START DATASET EXCERPTS

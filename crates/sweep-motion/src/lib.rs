// SPDX-License-Identifier: Apache-2.0
// © James Ross Ω FLYING•ROBOTS <https://github.com/flyingrobots>
//! Motion representation and conservative motion bounds for sweep CCD.
//!
//! A [`Motion`] moves a rigid body from a start pose at `t = 0` to an end
//! pose at `t = 1`. Every query clamps time into `[0, 1]` and recomputes the
//! pose from the construction parameters rather than from the previous pose.
//!
//! The last integrated pose is kept in a [`MotionCache`] owned by the caller:
//! motions themselves are immutable and can be shared freely.
//!
//! Bounds are computed through a [`MotionBoundVisitor`], which pairs a shape
//! (box, triangle, ...) with each motion kind. All bounds over-approximate.

mod aabb;
mod articular;
mod cache;
mod error;
mod interp;
mod motion;
mod screw;
mod settings;
mod spline;
mod visitor;

pub use aabb::Aabb;
pub use articular::ArticularMotion;
pub use cache::MotionCache;
pub use error::{MotionError, SettingsError};
pub use interp::InterpMotion;
pub use motion::Motion;
pub use screw::ScrewMotion;
pub use settings::MotionSettings;
pub use spline::SplineMotion;
pub use visitor::{swept_aabb, AabbBoundVisitor, MotionBoundVisitor, TriangleBoundVisitor};
// SPDX-License-Identifier: Apache-2.0
// © James Ross Ω FLYING•ROBOTS <https://github.com/flyingrobots>
//! Kinematic-chain motion bounds for sweep.
//!
//! A [`Model`] is a tree of links connected by joints. A [`Movement`] moves
//! every joint between two configurations and answers per-joint velocity
//! bounds over a [`TimeWindow`] through the [`VelocityBounds`] trait.
//! [`LinkBound`] and [`ModelBound`] fold those per-joint bounds along the
//! ancestor chain of a link into one conservative scalar: an upper bound on
//! how fast any point of that link, within a given distance of its joint
//! centre, can move.
//!
//! Query caches are explicit values ([`LinkBoundCache`], [`JointBoundInfo`]);
//! models and movements are shared read-only behind `Arc`.

mod accumulate;
mod config;
mod error;
mod joint_bound_info;
mod link_bound;
mod model;
mod model_bound;
mod movement;
mod window;

pub use config::ModelConfig;
pub use error::{ChainError, ModelError};
pub use joint_bound_info::{JointBoundInfo, JointRates};
pub use link_bound::{LinkBound, LinkBoundCache};
pub use model::{
    Joint, JointDescription, JointId, JointKind, Link, LinkId, Model, ModelBuilder,
    ModelDescription,
};
pub use model_bound::ModelBound;
pub use movement::{Movement, VelocityBounds};
pub use window::TimeWindow;
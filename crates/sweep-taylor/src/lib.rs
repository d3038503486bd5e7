// SPDX-License-Identifier: Apache-2.0
// © James Ross Ω FLYING•ROBOTS <https://github.com/flyingrobots>
#![doc = r"Taylor-model arithmetic for sweep.

A [`TaylorModel`] is a degree-3 polynomial in the absolute time variable `t`
plus a remainder [`Interval`]. For every `t` in the model's time interval the
represented function value lies in `p(t) + remainder`.

Soundness contract:
- Every operation exported here (addition, scaling, products, the cos/sin
  generators) yields a model whose remainder contains the true error of its
  polynomial over the whole time interval, given sound inputs.
- Remainders are only ever widened, never truncated. Rounding of `f64`
  arithmetic is not tracked.
"]

/// Closed intervals.
pub mod interval;
/// Scalar Taylor models and their generators.
pub mod model;
/// 3-vectors and 3×3 matrices of Taylor models.
pub mod tensor;

pub use interval::Interval;
pub use model::TaylorModel;
pub use tensor::{TaylorMatrix, TaylorVector};
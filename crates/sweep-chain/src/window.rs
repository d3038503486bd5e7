// SPDX-License-Identifier: Apache-2.0
// © James Ross Ω FLYING•ROBOTS <https://github.com/flyingrobots>
use sweep_math::clamp_unit;
use sweep_taylor::Interval;

/// Normalized time window `[start, end] ⊆ [0, 1]`.
///
/// Construction clamps both ends into `[0, 1]` and orders them, so every
/// window a query sees is ascending. Converting a single time `t` yields the
/// remaining-motion window `[t, 1]`.
#[derive(Debug, Copy, Clone, PartialEq)]
pub struct TimeWindow {
    start: f64,
    end: f64,
}

impl TimeWindow {
    /// The whole motion, `[0, 1]`.
    pub const FULL: Self = Self {
        start: 0.0,
        end: 1.0,
    };

    /// Creates a window, clamping into `[0, 1]` and swapping if reversed.
    pub fn new(start: f64, end: f64) -> Self {
        let (a, b) = (clamp_unit(start), clamp_unit(end));
        if a <= b {
            Self { start: a, end: b }
        } else {
            Self { start: b, end: a }
        }
    }

    /// Window start.
    #[must_use]
    pub const fn start(&self) -> f64 {
        self.start
    }

    /// Window end.
    #[must_use]
    pub const fn end(&self) -> f64 {
        self.end
    }

    /// `end - start`.
    pub fn length(&self) -> f64 {
        self.end - self.start
    }

    /// Window as an interval.
    pub fn to_interval(self) -> Interval {
        Interval::new(self.start, self.end)
    }

    /// Bit patterns of both ends, for exact-match cache keys.
    pub fn to_bits(self) -> [u64; 2] {
        [self.start.to_bits(), self.end.to_bits()]
    }
}

impl From<f64> for TimeWindow {
    fn from(t: f64) -> Self {
        Self::new(t, 1.0)
    }
}

impl From<(f64, f64)> for TimeWindow {
    fn from((start, end): (f64, f64)) -> Self {
        Self::new(start, end)
    }
}

impl From<TimeWindow> for Interval {
    fn from(window: TimeWindow) -> Self {
        window.to_interval()
    }
}
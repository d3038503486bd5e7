// SPDX-License-Identifier: Apache-2.0
// © James Ross Ω FLYING•ROBOTS <https://github.com/flyingrobots>
use once_cell::sync::Lazy;
use rustc_hash::FxHashMap;
use tracing::{debug, warn};

use crate::curve::Interpolation;
use crate::data::{InterpolationData, InterpolationKind};
use crate::error::InterpolationError;
use crate::linear::LinearInterpolation;
use crate::third_order::ThirdOrderInterpolation;

/// Function pointer building a curve from data and endpoint values.
pub type CreateFn =
    fn(&InterpolationData, f64, f64) -> Result<Box<dyn Interpolation>, InterpolationError>;

static BUILTIN: Lazy<InterpolationFactory> = Lazy::new(InterpolationFactory::with_builtin);

/// Registry mapping an [`InterpolationKind`] to its constructor.
///
/// Registration is expected during startup; afterwards the factory is shared
/// read-only (it is `Sync`).
#[derive(Debug, Clone, Default)]
pub struct InterpolationFactory {
    creators: FxHashMap<InterpolationKind, CreateFn>,
}

impl InterpolationFactory {
    /// Creates an empty factory.
    pub fn new() -> Self {
        Self::default()
    }

    /// Creates a factory with every built-in kind registered.
    pub fn with_builtin() -> Self {
        let mut factory = Self::new();
        LinearInterpolation::register(&mut factory);
        ThirdOrderInterpolation::register(&mut factory);
        factory
    }

    /// Shared read-only factory with the built-in kinds, created on first use.
    pub fn builtin() -> &'static Self {
        &BUILTIN
    }

    /// Inserts or overwrites the constructor for `kind`.
    ///
    /// Returns the constructor previously registered for `kind`, if any.
    pub fn register_class(&mut self, kind: InterpolationKind, create: CreateFn) -> Option<CreateFn> {
        let previous = self.creators.insert(kind, create);
        if previous.is_some() {
            warn!(?kind, "interpolation constructor replaced");
        } else {
            debug!(?kind, "interpolation constructor registered");
        }
        previous
    }

    /// Returns `true` if a constructor is registered for `kind`.
    pub fn is_registered(&self, kind: InterpolationKind) -> bool {
        self.creators.contains_key(&kind)
    }

    /// Builds a curve for `data`'s declared kind.
    ///
    /// # Errors
    /// [`InterpolationError::Unregistered`] if no constructor is registered
    /// for the kind; otherwise whatever the constructor reports.
    pub fn create(
        &self,
        data: &InterpolationData,
        start_value: f64,
        end_value: f64,
    ) -> Result<Box<dyn Interpolation>, InterpolationError> {
        let kind = data.kind();
        let create = self
            .creators
            .get(&kind)
            .ok_or(InterpolationError::Unregistered(kind))?;
        create(data, start_value, end_value)
    }
}
// SPDX-License-Identifier: Apache-2.0
// © James Ross Ω FLYING•ROBOTS <https://github.com/flyingrobots>
use std::collections::BTreeMap;

use serde::{Deserialize, Serialize};

use crate::error::ChainError;
use crate::model::Model;

/// Joint values (angles in radians, displacements in metres) keyed by joint name.
///
/// Joints without an entry sit at `0`. Serialized as a plain JSON object.
#[derive(Debug, Clone, PartialEq, Default, Serialize, Deserialize)]
#[serde(transparent)]
pub struct ModelConfig {
    values: BTreeMap<String, f64>,
}

impl ModelConfig {
    /// Empty configuration (every joint at zero).
    pub fn new() -> Self {
        Self::default()
    }

    /// Sets the value of `joint`, returning the updated configuration.
    pub fn with(mut self, joint: impl Into<String>, value: f64) -> Self {
        self.set(joint, value);
        self
    }

    /// Sets the value of `joint`.
    pub fn set(&mut self, joint: impl Into<String>, value: f64) {
        self.values.insert(joint.into(), value);
    }

    /// Value of `joint`, `0` when unset.
    pub fn value(&self, joint: &str) -> f64 {
        self.values.get(joint).copied().unwrap_or(0.0)
    }

    /// Iterates over the explicitly set values.
    pub fn iter(&self) -> impl Iterator<Item = (&str, f64)> + '_ {
        self.values.iter().map(|(k, v)| (k.as_str(), *v))
    }

    /// Checks that every entry names a joint of `model`.
    ///
    /// # Errors
    /// [`ChainError::UnknownJoint`] for the first unknown name.
    pub fn validate(&self, model: &Model) -> Result<(), ChainError> {
        match self
            .values
            .keys()
            .find(|name| model.joint_by_name(name).is_none())
        {
            Some(name) => Err(ChainError::UnknownJoint(name.clone())),
            None => Ok(()),
        }
    }
}
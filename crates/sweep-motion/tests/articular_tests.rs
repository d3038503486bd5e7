// SPDX-License-Identifier: Apache-2.0
// © James Ross Ω FLYING•ROBOTS <https://github.com/flyingrobots>
#![allow(missing_docs)]
#![allow(clippy::expect_used)]
//! Articulated motions driven by a two-link arm.

use std::sync::Arc;

use sweep_chain::{JointKind, LinkBound, Model, ModelBuilder, ModelConfig, Movement};
use sweep_interp::InterpolationFactory;
use sweep_math::{Transform, Vec3};
use sweep_motion::{
    swept_aabb, Aabb, AabbBoundVisitor, ArticularMotion, Motion, MotionCache, MotionError,
};
use sweep_taylor::Interval;

fn arm() -> Arc<Model> {
    Arc::new(
        ModelBuilder::new()
            .link("base")
            .link("upper")
            .link("lower")
            .connect(
                "shoulder",
                JointKind::Revolute,
                "base",
                "upper",
                Vec3::UNIT_Z,
                Transform::identity(),
            )
            .connect(
                "elbow",
                JointKind::Revolute,
                "upper",
                "lower",
                Vec3::UNIT_Z,
                Transform::from_translation(Vec3::new(1.0, 0.0, 0.0)),
            )
            .build()
            .expect("valid arm"),
    )
}

fn motion_of(link: &str) -> ArticularMotion {
    let model = arm();
    let end = ModelConfig::new().with("shoulder", 1.0).with("elbow", -0.5);
    let movement = Movement::new(
        model.clone(),
        &ModelConfig::new(),
        &end,
        InterpolationFactory::builtin(),
    )
    .expect("movement");
    let bound = LinkBound::for_link_name(model, Arc::new(movement), link).expect("link");
    ArticularMotion::new(bound)
}

#[test]
fn root_link_cannot_be_integrated() {
    let motion = Motion::from(motion_of("base"));
    let mut cache = MotionCache::default();
    let err = motion.integrate(&mut cache, 0.5, 1.0).expect_err("root");
    assert_eq!(err, MotionError::NoParentJoint("base".into()));
    assert_eq!(cache.current_time(), 0.0);
}

#[test]
fn taylor_model_is_unsupported() {
    let motion = Motion::from(motion_of("lower"));
    let err = motion.taylor_model(Interval::UNIT).expect_err("unsupported");
    assert_eq!(err, MotionError::TaylorModelUnsupported("articular"));
    assert_eq!(err.to_string(), "articular motion has no Taylor model");
}

#[test]
fn reference_point_offsets_the_body() {
    let mut articular = motion_of("lower");
    let link_pose = articular.transform_at(0.0).expect("pose");
    articular.set_reference_point(Vec3::new(0.5, 0.0, 0.0));
    assert_eq!(articular.reference_point(), Vec3::new(0.5, 0.0, 0.0));
    let body_pose = articular.transform_at(0.0).expect("pose");
    assert!(body_pose
        .translation()
        .sub(&link_pose.translation())
        .sub(&Vec3::new(0.5, 0.0, 0.0))
        .length()
        < 1e-12);
}

#[test]
fn directional_bound_never_exceeds_speed_bound() {
    let articular = motion_of("lower");
    let mut cache = MotionCache::default();
    let plain = articular
        .non_directional_motion_bound(&mut cache, 0.5)
        .expect("bound");
    for n in [Vec3::UNIT_X, Vec3::UNIT_Y, Vec3::new(1.0, 1.0, 0.0)] {
        let along = articular.motion_bound(&mut cache, &n, 0.5).expect("bound");
        assert!(along <= plain + 1e-12);
    }
    assert!(cache.chain_cache().is_warm());
    let again = articular.non_directional_motion_bound(&mut cache, 0.5).expect("bound");
    assert_eq!(again, plain);
}

#[test]
fn swept_box_contains_later_poses() {
    let mut articular = motion_of("lower");
    articular.set_reference_point(Vec3::new(0.5, 0.0, 0.0));
    let motion = Motion::from(articular);
    let shape = Aabb::from_center_half_extents(Vec3::ZERO, 0.25, 0.1, 0.1);
    let mut cache = MotionCache::default();
    motion.integrate(&mut cache, 0.25, 1.0).expect("integrate");

    let rate = motion
        .compute_motion_bound(&mut cache, &AabbBoundVisitor::new(shape, Vec3::ZERO))
        .expect("bound");
    assert!(rate > 0.0);

    let swept = swept_aabb(&motion, &mut cache, &shape).expect("swept");
    for k in 0..=12 {
        let t = 0.25 + 0.75 * f64::from(k) / 12.0;
        let moved = shape.transformed(&motion.transform_at(t).expect("pose"));
        assert!(swept.min().x() <= moved.min().x() + 1e-9, "t = {t}");
        assert!(swept.min().y() <= moved.min().y() + 1e-9, "t = {t}");
        assert!(swept.max().x() >= moved.max().x() - 1e-9, "t = {t}");
        assert!(swept.max().y() >= moved.max().y() - 1e-9, "t = {t}");
    }
}
// SPDX-License-Identifier: Apache-2.0
// © James Ross Ω FLYING•ROBOTS <https://github.com/flyingrobots>
//! Chain fold shared by [`crate::LinkBound`] and [`crate::ModelBound`].

use sweep_math::Vec3;
use tracing::trace;

use crate::error::ChainError;
use crate::model::JointId;
use crate::window::TimeWindow;

/// Source of per-joint rates for one accumulator.
pub(crate) trait ChainRates {
    fn joint_parent(&self, joint: JointId) -> Option<JointId>;
    fn joint_name(&self, joint: JointId) -> String;
    fn linear(&mut self, joint: JointId, window: TimeWindow) -> Vec3;
    fn absolute_linear(&mut self, joint: JointId, window: TimeWindow) -> f64;
    fn angular(&mut self, joint: JointId, window: TimeWindow) -> Vec3;
    fn lever(&mut self, child: JointId, parent: JointId) -> f64;
}

/// Partial sums of a chain walk; `max_distance` is applied last so the
/// walk itself can be cached independently of it.
#[derive(Debug, Copy, Clone, PartialEq, Default)]
pub(crate) struct ChainTotals {
    /// Sum of the per-ancestor contributions.
    pub(crate) chain: f64,
    /// Angular bound accumulated over the ancestors.
    pub(crate) angular: f64,
    /// Speed bound of the last joint's frame.
    pub(crate) last_linear: f64,
    /// Angular speed bound of the last joint.
    pub(crate) last_angular: f64,
}

impl ChainTotals {
    pub(crate) fn total(&self, max_distance: f64) -> f64 {
        self.chain + self.last_linear + (self.angular + self.last_angular) * max_distance
    }
}

/// Folds `chain` (leaf to root, root joint last) into partial sums.
///
/// The root joint is skipped as a chain member; it enters as the parent of
/// the joint right below it, directionally when `direction` is `Some`.
/// Members are visited outermost first so every ancestor's angular speed
/// multiplies each lever arm below it.
pub(crate) fn fold_chain(
    chain: &[JointId],
    rates: &mut impl ChainRates,
    window: TimeWindow,
    direction: Option<Vec3>,
) -> Result<ChainTotals, ChainError> {
    let Some((&last, _)) = chain.split_first() else {
        return Ok(ChainTotals::default());
    };
    let walk = &chain[..chain.len() - 1];

    let mut totals = ChainTotals::default();
    for &joint in walk.iter().rev() {
        let parent = rates
            .joint_parent(joint)
            .ok_or_else(|| ChainError::MissingParentJoint(rates.joint_name(joint)))?;
        let lever = rates.lever(joint, parent);
        let parent_is_root = rates.joint_parent(parent).is_none();
        let term = match direction {
            Some(d) if parent_is_root => {
                totals.angular += d.cross(&rates.angular(parent, window)).length();
                rates.linear(parent, window).dot(&d).abs() + totals.angular * lever
            }
            _ => {
                totals.angular += rates.angular(parent, window).length();
                rates.absolute_linear(parent, window) + totals.angular * lever
            }
        };
        trace!(joint = joint.index(), term, angular = totals.angular, "chain term");
        totals.chain += term;
    }

    totals.last_linear = rates.absolute_linear(last, window);
    totals.last_angular = rates.angular(last, window).length();
    Ok(totals)
}

#[cfg(test)]
mod tests {
    use super::*;

    /// Rates where no joint has a parent.
    struct Broken;

    impl ChainRates for Broken {
        fn joint_parent(&self, _joint: JointId) -> Option<JointId> {
            None
        }
        fn joint_name(&self, _joint: JointId) -> String {
            "orphan".to_owned()
        }
        fn linear(&mut self, _joint: JointId, _window: TimeWindow) -> Vec3 {
            Vec3::ZERO
        }
        fn absolute_linear(&mut self, _joint: JointId, _window: TimeWindow) -> f64 {
            0.0
        }
        fn angular(&mut self, _joint: JointId, _window: TimeWindow) -> Vec3 {
            Vec3::ZERO
        }
        fn lever(&mut self, _child: JointId, _parent: JointId) -> f64 {
            0.0
        }
    }

    #[test]
    fn missing_parent_fails_fast() {
        let chain = [JointId::for_tests(2), JointId::for_tests(1), JointId::for_tests(0)];
        let err = fold_chain(&chain, &mut Broken, TimeWindow::FULL, None).expect_err("orphan");
        assert_eq!(err, ChainError::MissingParentJoint("orphan".into()));
    }

    #[test]
    fn empty_chain_is_zero() {
        let totals = fold_chain(&[], &mut Broken, TimeWindow::FULL, None).expect("empty");
        assert_eq!(totals.total(5.0), 0.0);
    }
}
// SPDX-License-Identifier: Apache-2.0
// © James Ross Ω FLYING•ROBOTS <https://github.com/flyingrobots>
use serde::{Deserialize, Serialize};

/// Type tag selecting an interpolation constructor.
#[derive(Debug, Clone, Copy, PartialEq, Eq, Hash, PartialOrd, Ord, Serialize, Deserialize)]
#[serde(rename_all = "snake_case")]
pub enum InterpolationKind {
    /// Constant-velocity interpolation.
    Linear,
    /// Cubic ease-in/ease-out with bounded velocity, acceleration and jerk.
    ThirdOrder,
}

/// Velocity, acceleration and jerk limits for third-order curves, in joint
/// units per normalized time unit (and its powers).
#[derive(Debug, Clone, Copy, PartialEq, Serialize, Deserialize)]
pub struct ThirdOrderLimits {
    /// Maximum |velocity|.
    pub max_velocity: f64,
    /// Maximum |acceleration|.
    pub max_acceleration: f64,
    /// Maximum |jerk|.
    pub max_jerk: f64,
}

/// Construction data for an interpolation; the variant declares its kind.
#[derive(Debug, Clone, Copy, PartialEq, Serialize, Deserialize, Default)]
#[serde(tag = "kind", rename_all = "snake_case")]
pub enum InterpolationData {
    /// Linear interpolation carries no extra data.
    #[default]
    Linear,
    /// Third-order interpolation with its limits.
    ThirdOrder(ThirdOrderLimits),
}

impl InterpolationData {
    /// Declared type tag.
    pub fn kind(&self) -> InterpolationKind {
        match self {
            Self::Linear => InterpolationKind::Linear,
            Self::ThirdOrder(_) => InterpolationKind::ThirdOrder,
        }
    }
}
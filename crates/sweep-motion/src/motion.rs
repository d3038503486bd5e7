// SPDX-License-Identifier: Apache-2.0
// © James Ross Ω FLYING•ROBOTS <https://github.com/flyingrobots>
use sweep_math::{clamp_unit, Transform};
use sweep_taylor::{Interval, TaylorMatrix, TaylorVector};
use tracing::{instrument, trace};

use crate::articular::ArticularMotion;
use crate::cache::MotionCache;
use crate::error::MotionError;
use crate::interp::InterpMotion;
use crate::screw::ScrewMotion;
use crate::spline::SplineMotion;
use crate::visitor::MotionBoundVisitor;

/// Rigid-body motion over normalized time `[0, 1]`.
///
/// Motions are immutable; query state lives in a [`MotionCache`].
#[derive(Debug, Clone)]
pub enum Motion {
    /// Rotation about and translation along a fixed axis.
    Screw(ScrewMotion),
    /// Constant linear and angular velocity about a reference point.
    Interp(InterpMotion),
    /// Cubic B-spline in translation and rotation vector.
    Spline(SplineMotion),
    /// Body attached to a link of an articulated model.
    Articular(ArticularMotion),
}

impl From<ScrewMotion> for Motion {
    fn from(m: ScrewMotion) -> Self {
        Self::Screw(m)
    }
}

impl From<InterpMotion> for Motion {
    fn from(m: InterpMotion) -> Self {
        Self::Interp(m)
    }
}

impl From<SplineMotion> for Motion {
    fn from(m: SplineMotion) -> Self {
        Self::Spline(m)
    }
}

impl From<ArticularMotion> for Motion {
    fn from(m: ArticularMotion) -> Self {
        Self::Articular(m)
    }
}

impl Motion {
    /// Lowercase name of the variant.
    pub fn kind_name(&self) -> &'static str {
        match self {
            Self::Screw(_) => "screw",
            Self::Interp(_) => "interp",
            Self::Spline(_) => "spline",
            Self::Articular(_) => "articular",
        }
    }

    /// Pose at normalized time `t` (clamped), computed from the
    /// construction parameters.
    pub fn transform_at(&self, t: f64) -> Result<Transform, MotionError> {
        match self {
            Self::Screw(m) => Ok(m.transform_at(t)),
            Self::Interp(m) => Ok(m.transform_at(t)),
            Self::Spline(m) => Ok(m.transform_at(t)),
            Self::Articular(m) => m.transform_at(t),
        }
    }

    /// Pose at `t = 0`.
    pub fn start_transform(&self) -> Result<Transform, MotionError> {
        self.transform_at(0.0)
    }

    /// Pose at `t = 1`.
    pub fn end_transform(&self) -> Result<Transform, MotionError> {
        self.transform_at(1.0)
    }

    /// Fresh cache integrated at `t = 0`.
    pub fn initial_cache(&self) -> Result<MotionCache, MotionError> {
        let mut cache = MotionCache::default();
        self.integrate(&mut cache, 0.0, 1.0)?;
        Ok(cache)
    }

    /// Stores the pose at `start_time` (clamped) in `cache`.
    ///
    /// `end_time` only bounds the query window for tracing; the pose is
    /// always recomputed from the construction parameters. On error the
    /// cache is left untouched.
    pub fn integrate(
        &self,
        cache: &mut MotionCache,
        start_time: f64,
        end_time: f64,
    ) -> Result<(), MotionError> {
        let time = clamp_unit(start_time);
        let transform = self.transform_at(time)?;
        trace!(kind = self.kind_name(), time, end_time, "integrated");
        cache.time = time;
        cache.transform = transform;
        Ok(())
    }

    /// Dispatches `visitor` on the variant.
    ///
    /// Articulated motions refresh the chain-bound cache stored in `cache`.
    #[instrument(skip(self, cache, visitor), fields(kind = self.kind_name()), level = "trace")]
    pub fn compute_motion_bound<V>(
        &self,
        cache: &mut MotionCache,
        visitor: &V,
    ) -> Result<f64, MotionError>
    where
        V: MotionBoundVisitor + ?Sized,
    {
        match self {
            Self::Screw(m) => visitor.visit_screw(m, cache),
            Self::Interp(m) => visitor.visit_interp(m, cache),
            Self::Spline(m) => visitor.visit_spline(m, cache),
            Self::Articular(m) => visitor.visit_articular(m, cache),
        }
    }

    /// Rotation matrix and translation as Taylor models over `window`,
    /// clamped into `[0, 1]`.
    ///
    /// # Errors
    /// [`MotionError::TaylorModelUnsupported`] for articulated motions.
    pub fn taylor_model(
        &self,
        window: Interval,
    ) -> Result<(TaylorMatrix, TaylorVector), MotionError> {
        let time = Interval::new(clamp_unit(window.lo()), clamp_unit(window.hi()));
        match self {
            Self::Screw(m) => Ok(m.taylor_model(time)),
            Self::Interp(m) => Ok(m.taylor_model(time)),
            Self::Spline(m) => Ok(m.taylor_model(time)),
            Self::Articular(_) => Err(MotionError::TaylorModelUnsupported(self.kind_name())),
        }
    }
}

END DATASET EXCERPTS

● **TRY IT**:
Return every line from the material that contains the word "Option".

● **SOLUTION**:
    pub fn register_class(&mut self, kind: InterpolationKind, create: CreateFn) -> Option<CreateFn> {
    fn joint_parent(&self, joint: JointId) -> Option<JointId>;
    direction: Option<Vec3>,
        fn joint_parent(&self, _joint: JointId) -> Option<JointId> {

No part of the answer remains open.